January has a way of turning life’s dimmer switch down without asking permission. Not off. Not dark. Just… lower.
That’s the best way I can describe winter when you live in quiet cottage country and work from home. The days aren’t dramatic enough to feel like a crisis, but they’re heavy enough to feel different. Two weeks of gray followed by two weeks of blinding sun, paired with wind and cold that slices through your jacket and makes you question why you ever left the house and why you continue to live in a beautiful place that, unfortunately, has brutal winters. January has snow that looks beautiful and feels suffocating. Silence that’s peaceful until it starts to echo. And, let’s face it, everything is white or gray with all but the evergreens leafless and dormant.
It isn’t sadness, exactly. It’s more like low voltage.
You wake up, the day is technically there, but it doesn’t fully arrive. The light is muted. The sounds are softer. Time stretches. Motivation doesn’t disappear; it just loses urgency. You still work, still write, still think – but everything feels one notch slower, one notch heavier, one notch less animated.
Working from home amplifies it. When there’s no commute, no office buzz, no small talk, no external markers saying “the day has started,” the hours blur together. Morning can slide into afternoon without you noticing. You realize at some point that you’ve been sitting in the same spot for far too long, staring at the same screen, the same walls, the same winter light that never quite brightens.
In summer, the world pulls you outward.

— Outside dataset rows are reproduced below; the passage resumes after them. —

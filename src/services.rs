//! Interfaces to the runtime components this subsystem relies on but does not own.
//!
//! - [`ManagedTokenTable`]: the managed-side resolver object that actually holds
//!   a dynamic method's bytecode, locals signature and token table.
//! - [`ObjectHeap`]: allocates the string objects behind private literals and
//!   releases their handles.
//! - [`IndirectionCellCache`]: the virtual stub cache that takes back
//!   indirection cells in bulk when a method dies.
//! - [`ReportRoots`] / [`RootVisitor`]: how descriptors expose the object
//!   handles they keep alive to the garbage collector.
//!
//! In-process implementations ([`StaticTokenTable`], [`HandleTable`],
//! [`RecyclingCellCache`]) back IL stubs and standalone use.
use crate::{
    resolver::{EhClause, JitContext},
    token::{FieldRef, MetadataToken, MethodRef, TypeHandle},
    utils::sync::{Arc, AtomicU64, Mutex, Ordering},
};
use serde::Serialize;
use std::collections::{HashMap, HashSet};

/// A strong handle to a garbage-collected object.
#[derive(Copy, Clone, Debug, PartialEq, Eq, Hash, PartialOrd, Ord, Serialize)]
pub struct ObjectHandle(pub u64);

/// A small cell used by generated code to make an indirect call.
#[derive(Copy, Clone, Debug, PartialEq, Eq, Hash, Serialize)]
pub struct IndirectionCell(pub usize);

/// One entry of a managed token table.
#[derive(Clone, Debug, PartialEq)]
pub enum ManagedToken {
    Type {
        handle: TypeHandle,
        /// Instantiation signature for generic types.
        type_spec: Option<Vec<u8>>,
    },
    Method {
        owner: TypeHandle,
        method: MethodRef,
        /// Instantiation signature for generic methods.
        method_spec: Option<Vec<u8>>,
    },
    Field {
        owner: TypeHandle,
        field: FieldRef,
    },
    Signature(Vec<u8>),
    /// A call site signature for a varargs call.
    VarArgSignature(Vec<u8>),
    String(String),
}

impl ManagedToken {
    pub fn kind_name(&self) -> &'static str {
        match self {
            ManagedToken::Type { .. } => "type",
            ManagedToken::Method { .. } => "method",
            ManagedToken::Field { .. } => "field",
            ManagedToken::Signature(_) => "signature",
            ManagedToken::VarArgSignature(_) => "varargs signature",
            ManagedToken::String(_) => "string",
        }
    }
}

/// Method body as reported by the managed side.
#[derive(Clone, Debug, Default, PartialEq)]
pub struct ManagedCodeInfo {
    pub code: Vec<u8>,
    pub max_stack: u16,
    pub init_locals: bool,
    pub eh_count: u32,
    pub local_sig: Vec<u8>,
}

pub trait ManagedTokenTable: Send + Sync {
    fn lookup(&self, token: MetadataToken) -> Option<ManagedToken>;
    fn code_info(&self) -> ManagedCodeInfo;
    fn eh_clause(&self, index: u32) -> Option<EhClause>;
    fn jit_context(&self) -> JitContext;

    /// Whether the creator asked for debuggable code.
    fn wants_debug_code(&self) -> bool {
        false
    }
}

pub trait ObjectHeap: Send + Sync {
    /// Allocates a string object and returns a strong handle to it.
    fn alloc_string(&self, text: &str) -> Option<ObjectHandle>;
    fn release_handle(&self, handle: ObjectHandle);
}

pub trait IndirectionCellCache: Send + Sync {
    fn recycle(&self, cells: Vec<IndirectionCell>);
}

#[derive(Copy, Clone, Debug, PartialEq, Eq, Hash, Serialize)]
pub enum RootKind {
    ManagedResolver,
    StringLiteral,
}

pub trait RootVisitor {
    fn visit(&mut self, kind: RootKind, handle: ObjectHandle);
}

impl<F: FnMut(RootKind, ObjectHandle)> RootVisitor for F {
    fn visit(&mut self, kind: RootKind, handle: ObjectHandle) {
        self(kind, handle)
    }
}

/// Implemented by everything that keeps object handles alive on behalf of a
/// dynamic method. The collector only traverses; `object_moved` is the one
/// mutation it may request.
pub trait ReportRoots {
    fn enumerate_roots(&self, visitor: &mut dyn RootVisitor);

    /// Rewrites every reference to `from` so it points at `to`. Returns how
    /// many references were updated.
    fn object_moved(&mut self, from: ObjectHandle, to: ObjectHandle) -> usize;
}

/// The collaborators every resolver needs, bundled so they can be shared.
#[derive(Clone)]
pub struct RuntimeServices {
    pub objects: Arc<dyn ObjectHeap>,
    pub stub_cache: Arc<dyn IndirectionCellCache>,
}

impl RuntimeServices {
    pub fn new(
        objects: Arc<dyn ObjectHeap>,
        stub_cache: Arc<dyn IndirectionCellCache>,
    ) -> Self {
        Self {
            objects,
            stub_cache,
        }
    }

    pub fn in_process() -> Self {
        Self::new(
            Arc::new(HandleTable::new()),
            Arc::new(RecyclingCellCache::new()),
        )
    }
}

impl std::fmt::Debug for RuntimeServices {
    fn fmt(&self, f: &mut std::fmt::Formatter<'_>) -> std::fmt::Result {
        f.debug_struct("RuntimeServices").finish_non_exhaustive()
    }
}

/// A token table held entirely in process.
#[derive(Debug, Default)]
pub struct StaticTokenTable {
    tokens: HashMap<MetadataToken, ManagedToken>,
    code: ManagedCodeInfo,
    eh_clauses: Vec<EhClause>,
    context: JitContext,
    debug_code: bool,
}

impl StaticTokenTable {
    pub fn new(code: ManagedCodeInfo) -> Self {
        Self {
            code,
            ..Default::default()
        }
    }

    pub fn with_token(mut self, token: MetadataToken, entry: ManagedToken) -> Self {
        self.insert(token, entry);
        self
    }

    pub fn with_eh_clause(mut self, clause: EhClause) -> Self {
        self.eh_clauses.push(clause);
        self.code.eh_count = self.eh_clauses.len() as u32;
        self
    }

    pub fn with_context(mut self, context: JitContext) -> Self {
        self.context = context;
        self
    }

    pub fn with_debug_code(mut self, debug_code: bool) -> Self {
        self.debug_code = debug_code;
        self
    }

    pub fn insert(&mut self, token: MetadataToken, entry: ManagedToken) {
        self.tokens.insert(token, entry);
    }
}

impl ManagedTokenTable for StaticTokenTable {
    fn lookup(&self, token: MetadataToken) -> Option<ManagedToken> {
        self.tokens.get(&token).cloned()
    }

    fn code_info(&self) -> ManagedCodeInfo {
        self.code.clone()
    }

    fn eh_clause(&self, index: u32) -> Option<EhClause> {
        self.eh_clauses.get(index as usize).copied()
    }

    fn jit_context(&self) -> JitContext {
        self.context
    }

    fn wants_debug_code(&self) -> bool {
        self.debug_code
    }
}

/// An [`ObjectHeap`] that only tracks handle liveness.
#[derive(Debug)]
pub struct HandleTable {
    next: AtomicU64,
    live: Mutex<HashMap<ObjectHandle, String>>,
}

impl Default for HandleTable {
    fn default() -> Self {
        Self::new()
    }
}

impl HandleTable {
    pub fn new() -> Self {
        Self {
            next: AtomicU64::new(1),
            live: Mutex::new(HashMap::new()),
        }
    }

    pub fn live_count(&self) -> usize {
        self.live.lock().len()
    }

    pub fn is_live(&self, handle: ObjectHandle) -> bool {
        self.live.lock().contains_key(&handle)
    }

    pub fn text(&self, handle: ObjectHandle) -> Option<String> {
        self.live.lock().get(&handle).cloned()
    }

    /// Registers an object created elsewhere, such as a managed resolver.
    pub fn register(&self, text: &str) -> ObjectHandle {
        let handle = ObjectHandle(self.next.fetch_add(1, Ordering::Relaxed));
        self.live.lock().insert(handle, text.to_string());
        handle
    }
}

impl ObjectHeap for HandleTable {
    fn alloc_string(&self, text: &str) -> Option<ObjectHandle> {
        Some(self.register(text))
    }

    fn release_handle(&self, handle: ObjectHandle) {
        if self.live.lock().remove(&handle).is_none() {
            tracing::warn!("released unknown object handle {:?}", handle);
        }
    }
}

/// An [`IndirectionCellCache`] that keeps recycled cells for reuse.
#[derive(Debug, Default)]
pub struct RecyclingCellCache {
    cells: Mutex<HashSet<IndirectionCell>>,
    batches: AtomicU64,
}

impl RecyclingCellCache {
    pub fn new() -> Self {
        Self::default()
    }

    pub fn recycled_count(&self) -> usize {
        self.cells.lock().len()
    }

    pub fn batch_count(&self) -> u64 {
        self.batches.load(Ordering::Relaxed)
    }

    /// Takes a recycled cell back out for reuse.
    pub fn take(&self) -> Option<IndirectionCell> {
        let mut cells = self.cells.lock();
        let cell = cells.iter().next().copied()?;
        cells.remove(&cell);
        Some(cell)
    }
}

impl IndirectionCellCache for RecyclingCellCache {
    fn recycle(&self, cells: Vec<IndirectionCell>) {
        self.batches.fetch_add(1, Ordering::Relaxed);
        self.cells.lock().extend(cells);
    }
}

There’s movement, noise, people, boats, traffic, laughter, patios, errands that feel like mini-adventures. In January, the world pulls inward. Roads are quiet and the lakes are frozen. Small towns tend to hibernate. You do too, without realizing it.
What makes it tricky is that it doesn’t feel like depression in the way people imagine depression. There’s no constant sadness, no dramatic despair. It’s more like emotional insulation where you don’t feel terrible, you just don’t feel fully on. The spark is dulled. The edges are softened. The days lose contrast.

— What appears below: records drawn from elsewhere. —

//! Token and resolution result types shared by every resolver.
use crate::chunk::ChunkSpan;
use serde::Serialize;
use std::fmt::{self, Display, Formatter};

/// An integer key standing in for a symbolic reference inside a method body.
///
/// The top byte is the table kind, the low 24 bits the row. Dynamic methods
/// assign rows from their private token table, so the row has no meaning
/// outside the method that issued it.
#[derive(Copy, Clone, Debug, PartialEq, Eq, Hash, PartialOrd, Ord, Serialize)]
pub struct MetadataToken(pub u32);

impl MetadataToken {
    pub const fn new(table: u8, row: u32) -> Self {
        MetadataToken(((table as u32) << 24) | (row & 0x00FF_FFFF))
    }

    pub const fn table(self) -> u8 {
        (self.0 >> 24) as u8
    }

    pub const fn row(self) -> u32 {
        self.0 & 0x00FF_FFFF
    }

    pub const fn is_nil(self) -> bool {
        self.row() == 0
    }
}

impl Display for MetadataToken {
    fn fmt(&self, f: &mut Formatter<'_>) -> fmt::Result {
        write!(f, "{:#010x}", self.0)
    }
}

/// Opaque handles supplied by the type loader.
#[derive(Copy, Clone, Debug, PartialEq, Eq, Hash, Serialize)]
pub struct TypeHandle(pub u64);

#[derive(Copy, Clone, Debug, PartialEq, Eq, Hash, Serialize)]
pub struct MethodRef(pub u64);

#[derive(Copy, Clone, Debug, PartialEq, Eq, Hash, Serialize)]
pub struct FieldRef(pub u64);

/// A cursor over a signature blob copied into a resolver's scratch heap.
///
/// The blob itself lives in the resolver's [`ChunkAllocator`](crate::chunk::ChunkAllocator);
/// read it back with [`DynamicResolver::sig_bytes`](crate::resolver::DynamicResolver::sig_bytes).
#[derive(Copy, Clone, Debug, Default, PartialEq, Eq, Hash)]
pub struct SigPointer {
    blob: Option<ChunkSpan>,
    cursor: usize,
}

impl SigPointer {
    pub const fn empty() -> Self {
        Self {
            blob: None,
            cursor: 0,
        }
    }

    pub fn new(blob: ChunkSpan) -> Self {
        Self {
            blob: Some(blob),
            cursor: 0,
        }
    }

    pub fn is_null(&self) -> bool {
        self.blob.is_none()
    }

    /// Bytes left between the cursor and the end of the blob.
    pub fn remaining(&self) -> usize {
        self.blob.map_or(0, |b| b.len() - self.cursor)
    }

    pub fn cursor(&self) -> usize {
        self.cursor
    }

    /// The unread part of the blob.
    pub fn span(&self) -> Option<ChunkSpan> {
        let blob = self.blob?;
        blob.sub_span(self.cursor, blob.len() - self.cursor)
    }

    /// Advances past `n` bytes. Returns `false`, leaving the cursor alone,
    /// if fewer than `n` bytes remain.
    pub fn skip(&mut self, n: usize) -> bool {
        if n > self.remaining() {
            return false;
        }
        self.cursor += n;
        true
    }
}

/// Result of resolving a type, method or field token.
///
/// Produced per call and owns nothing: the signature cursors point into the
/// resolver's scratch heap and die with it.
#[derive(Clone, Debug, Default, PartialEq)]
pub struct ResolvedToken {
    pub type_handle: Option<TypeHandle>,
    pub type_signature: SigPointer,
    pub method_signature: SigPointer,
    pub method: Option<MethodRef>,
    pub field: Option<FieldRef>,
}

impl ResolvedToken {
    pub fn for_type(handle: TypeHandle) -> Self {
        Self {
            type_handle: Some(handle),
            ..Default::default()
        }
    }
}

I noticed it recently in small ways. A strange emotional flatness on overcast days. A subtle lift when the sun finally shows up, as if someone secretly adjusted the lighting in the room of my brain. The realization that lying around too long doesn’t feel restful anymore – it feels like sinking into the couch, into the day, into a fog where time passes without texture.
There’s a difference between rest and stagnation, and winter blurs that line. Rest has intention, and it restores. Stagnation is what happens when motion quietly stops and no one announces it.

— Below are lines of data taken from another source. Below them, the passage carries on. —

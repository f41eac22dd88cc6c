//! The host memory manager: reserves, commits and releases the raw pages that
//! code heap regions sub-allocate from.
use crate::utils::{
    align_up,
    sync::{AtomicU64, Mutex, Ordering},
    CodeAddr,
};
use std::collections::HashMap;

/// A contiguous reservation handed out by a [`HostMemory`].
#[derive(Debug, Clone, Copy, PartialEq, Eq)]
pub struct Reservation {
    pub base: CodeAddr,
    pub size: usize,
    pub executable: bool,
}

impl Reservation {
    pub fn end(&self) -> CodeAddr {
        self.base + self.size
    }

    pub fn contains_range(&self, addr: CodeAddr, len: usize) -> bool {
        addr >= self.base && addr.checked_add(len).is_some_and(|end| end <= self.end())
    }
}

pub trait HostMemory: Send + Sync {
    fn page_size(&self) -> usize;

    fn reserve(&self, size: usize, executable: bool) -> Option<Reservation>;

    /// Backs `[addr, addr + size)` of `reservation` with memory.
    fn commit(&self, reservation: &Reservation, addr: CodeAddr, size: usize) -> bool;

    fn release(&self, reservation: Reservation);

    /// # Safety
    ///
    /// `[addr, addr + bytes.len())` must lie inside committed memory of a live
    /// reservation from this host, and nothing may be executing from it.
    unsafe fn write(&self, addr: CodeAddr, bytes: &[u8]);

    /// # Safety
    ///
    /// `[addr, addr + out.len())` must lie inside committed memory of a live
    /// reservation from this host.
    unsafe fn read(&self, addr: CodeAddr, out: &mut [u8]);
}

/// Host memory backed by the operating system's virtual memory.
///
/// `reserve` maps address space with no access, `commit` makes a range
/// readable and writable (and executable for executable reservations), and
/// `release` unmaps the whole reservation. An optional byte limit lets callers
/// model an exhausted host.
#[derive(Debug)]
pub struct SystemHostMemory {
    page_size: usize,
    limit: Option<u64>,
    reserved: AtomicU64,
    /// Reservation base to mapped length.
    live: Mutex<HashMap<usize, usize>>,
}

impl Default for SystemHostMemory {
    fn default() -> Self {
        Self::new()
    }
}

impl SystemHostMemory {
    pub fn new() -> Self {
        Self {
            page_size: os::page_size(),
            limit: None,
            reserved: AtomicU64::new(0),
            live: Mutex::new(HashMap::new()),
        }
    }

    pub fn with_limit(mut self, bytes: usize) -> Self {
        self.limit = Some(bytes as u64);
        self
    }

    pub fn reserved_bytes(&self) -> u64 {
        self.reserved.load(Ordering::Relaxed)
    }

    pub fn live_reservations(&self) -> usize {
        self.live.lock().len()
    }
}

impl HostMemory for SystemHostMemory {
    fn page_size(&self) -> usize {
        self.page_size
    }

    fn reserve(&self, size: usize, executable: bool) -> Option<Reservation> {
        if size == 0 {
            return None;
        }
        if let Some(limit) = self.limit {
            if self.reserved.load(Ordering::Relaxed) + size as u64 > limit {
                tracing::debug!("host memory limit reached reserving {} bytes", size);
                return None;
            }
        }
        let mapped = align_up(size, self.page_size)?;
        let base = os::reserve(mapped)?;
        self.reserved.fetch_add(size as u64, Ordering::Relaxed);
        self.live.lock().insert(base, mapped);
        Some(Reservation {
            base: CodeAddr(base),
            size,
            executable,
        })
    }

    fn commit(&self, reservation: &Reservation, addr: CodeAddr, size: usize) -> bool {
        let Some(&mapped) = self.live.lock().get(&reservation.base.as_usize()) else {
            return false;
        };
        if size == 0 || !reservation.contains_range(addr, size) {
            return false;
        }
        // Protection changes work on whole pages.
        let start = addr.as_usize() & !(self.page_size - 1);
        let Some(end) = align_up(addr.as_usize() + size, self.page_size) else {
            return false;
        };
        debug_assert!(end - reservation.base.as_usize() <= mapped);
        if !os::commit(start, end - start, reservation.executable) {
            tracing::warn!(
                "committing {} bytes at {:#x} failed: {}",
                end - start,
                start,
                std::io::Error::last_os_error()
            );
            return false;
        }
        true
    }

    fn release(&self, reservation: Reservation) {
        let Some(mapped) = self.live.lock().remove(&reservation.base.as_usize()) else {
            tracing::warn!("released unknown reservation at {}", reservation.base);
            return;
        };
        self.reserved
            .fetch_sub(reservation.size as u64, Ordering::Relaxed);
        if !os::release(reservation.base.as_usize(), mapped) {
            tracing::warn!(
                "unmapping reservation at {} failed: {}",
                reservation.base,
                std::io::Error::last_os_error()
            );
        }
    }

    unsafe fn write(&self, addr: CodeAddr, bytes: &[u8]) {
        // SAFETY: upheld by the caller.
        unsafe {
            std::ptr::copy_nonoverlapping(bytes.as_ptr(), addr.as_usize() as *mut u8, bytes.len())
        };
    }

    unsafe fn read(&self, addr: CodeAddr, out: &mut [u8]) {
        // SAFETY: upheld by the caller.
        unsafe {
            std::ptr::copy_nonoverlapping(addr.as_usize() as *const u8, out.as_mut_ptr(), out.len())
        };
    }
}

#[cfg(unix)]
mod os {
    pub(super) fn page_size() -> usize {
        // SAFETY: sysconf has no memory-safety preconditions.
        let size = unsafe { libc::sysconf(libc::_SC_PAGESIZE) };
        if size > 0 {
            size as usize
        } else {
            crate::config::DEFAULT_PAGE_SIZE
        }
    }

    pub(super) fn reserve(len: usize) -> Option<usize> {
        // SAFETY: an anonymous private mapping at a kernel-chosen address
        // touches no existing memory.
        let ptr = unsafe {
            libc::mmap(
                std::ptr::null_mut(),
                len,
                libc::PROT_NONE,
                libc::MAP_ANON | libc::MAP_PRIVATE,
                -1,
                0,
            )
        };
        (ptr != libc::MAP_FAILED).then_some(ptr as usize)
    }

    pub(super) fn commit(addr: usize, len: usize, executable: bool) -> bool {
        let mut prot = libc::PROT_READ | libc::PROT_WRITE;
        if executable {
            prot |= libc::PROT_EXEC;
        }
        // SAFETY: `[addr, addr + len)` is page aligned and inside a mapping
        // created by `reserve`.
        unsafe { libc::mprotect(addr as *mut libc::c_void, len, prot) == 0 }
    }

    pub(super) fn release(addr: usize, len: usize) -> bool {
        // SAFETY: `addr` and `len` describe exactly one mapping from `reserve`,
        // removed from the live set before this call.
        unsafe { libc::munmap(addr as *mut libc::c_void, len) == 0 }
    }
}

#[cfg(windows)]
mod os {
    use windows_sys::Win32::System::{
        Memory::{
            VirtualAlloc, VirtualFree, MEM_COMMIT, MEM_RELEASE, MEM_RESERVE, PAGE_EXECUTE_READWRITE,
            PAGE_NOACCESS, PAGE_READWRITE,
        },
        SystemInformation::{GetSystemInfo, SYSTEM_INFO},
    };

    pub(super) fn page_size() -> usize {
        // SAFETY: GetSystemInfo only writes into the provided struct.
        let info = unsafe {
            let mut info: SYSTEM_INFO = std::mem::zeroed();
            GetSystemInfo(&mut info);
            info
        };
        info.dwPageSize as usize
    }

    pub(super) fn reserve(len: usize) -> Option<usize> {
        // SAFETY: reserving at a system-chosen address touches no existing memory.
        let ptr = unsafe { VirtualAlloc(std::ptr::null(), len, MEM_RESERVE, PAGE_NOACCESS) };
        (!ptr.is_null()).then_some(ptr as usize)
    }

    pub(super) fn commit(addr: usize, len: usize, executable: bool) -> bool {
        let protect = if executable {
            PAGE_EXECUTE_READWRITE
        } else {
            PAGE_READWRITE
        };
        // SAFETY: the range lies inside a reservation made by `reserve`.
        let ptr = unsafe { VirtualAlloc(addr as *const _, len, MEM_COMMIT, protect) };
        !ptr.is_null()
    }

    pub(super) fn release(addr: usize, _len: usize) -> bool {
        // SAFETY: `addr` is the base of a reservation made by `reserve`.
        unsafe { VirtualFree(addr as *mut _, 0, MEM_RELEASE) != 0 }
    }
}

#[cfg(not(any(unix, windows)))]
mod os {
    pub(super) fn page_size() -> usize {
        crate::config::DEFAULT_PAGE_SIZE
    }

    pub(super) fn reserve(_len: usize) -> Option<usize> {
        None
    }

    pub(super) fn commit(_addr: usize, _len: usize, _executable: bool) -> bool {
        false
    }

    pub(super) fn release(_addr: usize, _len: usize) -> bool {
        false
    }
}

#[cfg(test)]
mod tests {
    use super::*;

    #[test]
    fn test_reserve_and_release() {
        let host = SystemHostMemory::new();
        let r = host.reserve(8192, true).unwrap();
        assert_eq!(r.base.as_usize() % host.page_size(), 0);
        assert!(host.commit(&r, r.base, 4096));
        assert!(!host.commit(&r, r.base + 4096, 8192));
        assert_eq!(host.reserved_bytes(), 8192);

        host.release(r);
        assert_eq!(host.reserved_bytes(), 0);
        assert_eq!(host.live_reservations(), 0);
    }

    #[test]
    fn test_committed_memory_is_writable() {
        let host = SystemHostMemory::new();
        let r = host.reserve(3 * host.page_size(), false).unwrap();
        let second_page = r.base + host.page_size();
        assert!(host.commit(&r, second_page, 100));

        let mut out = [0u8; 4];
        // SAFETY: the second page was just committed.
        unsafe {
            host.write(second_page, &[1, 2, 3, 4]);
            host.read(second_page, &mut out);
        }
        assert_eq!(out, [1, 2, 3, 4]);
        assert!(!host.commit(&r, r.base, 4 * host.page_size()));
        host.release(r);
        assert_eq!(host.live_reservations(), 0);
    }

    #[cfg(all(target_os = "linux", target_arch = "x86_64"))]
    #[test]
    fn test_executable_reservation_runs_code() {
        let host = SystemHostMemory::new();
        let r = host.reserve(host.page_size(), true).unwrap();
        assert!(host.commit(&r, r.base, 16));
        // mov eax, 42; ret
        let body = [0xB8, 0x2A, 0x00, 0x00, 0x00, 0xC3];
        // SAFETY: the page is committed and nothing runs from it yet.
        unsafe { host.write(r.base, &body) };

        // SAFETY: the page is committed read/write/execute and holds a
        // complete function with the C calling convention.
        let f: extern "C" fn() -> u32 = unsafe { std::mem::transmute(r.base.as_usize()) };
        assert_eq!(f(), 42);
        host.release(r);
    }

    #[test]
    fn test_limit_rejects_reservation() {
        let host = SystemHostMemory::new().with_limit(4096);
        let r = host.reserve(4096, false).unwrap();
        assert!(host.reserve(4096, false).is_none());
        host.release(r);
        assert!(host.reserve(4096, false).is_some_and(|r| {
            host.release(r);
            true
        }));
    }
}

The hardest part is that nothing is “wrong” enough to demand fixing. You’re functioning and meeting deadlines. You’re answering emails. You’re making coffee, making meals, paying bills, getting through the day. From the outside, everything looks fine. From the inside, it just feels… muted. Like life is being played through a layer of thick glass.
And yet, on the days when the sun breaks through, the difference is immediate and undeniable. Energy rises while thoughts feel clearer. Even simple tasks feel lighter. You’re reminded that the system still works – it’s just been starved of light and stimulation. That’s when it becomes obvious: winter doesn’t usually knock you down. It slowly turns the volume down and waits to see if you notice.
Working from home removes many of the natural “reset points” that keep days distinct. No walking into a building. No seeing different faces. No change of scenery unless you force it. The same room becomes an office, a lunchroom, a break room, and an evening space. Without boundaries, time loses its shape.
So you have to create your own signals. Your own markers that say, “The day is starting now.” A walk, even in the cold. A change of clothes. Music instead of silence. A deliberate decision to sit somewhere different, to open the blinds, to step outside and let the winter air shock your system awake. It’s not about fighting winter. It’s about not letting it quietly put you into emotional low-power mode.
January doesn’t scream. It whispers. It nudges you toward stillness, toward sameness, toward the idea that tomorrow will look exactly like today, so why rush? And if you’re not careful, you start to live as if time itself is on pause. But it isn’t. The days are moving. The light is slowly returning. The season will shift, whether you notice or not.
The challenge, especially when you’re alone with your thoughts and your screen, is to stay engaged enough to feel the movement – to remind yourself that you’re not stuck, just temporarily dimmed. And the solution? Remind yourself that you made it through another one. Keep busy, keep engaged, keep positive, and keep planning for next winter when you hope to be down south for five months – or maybe permanently.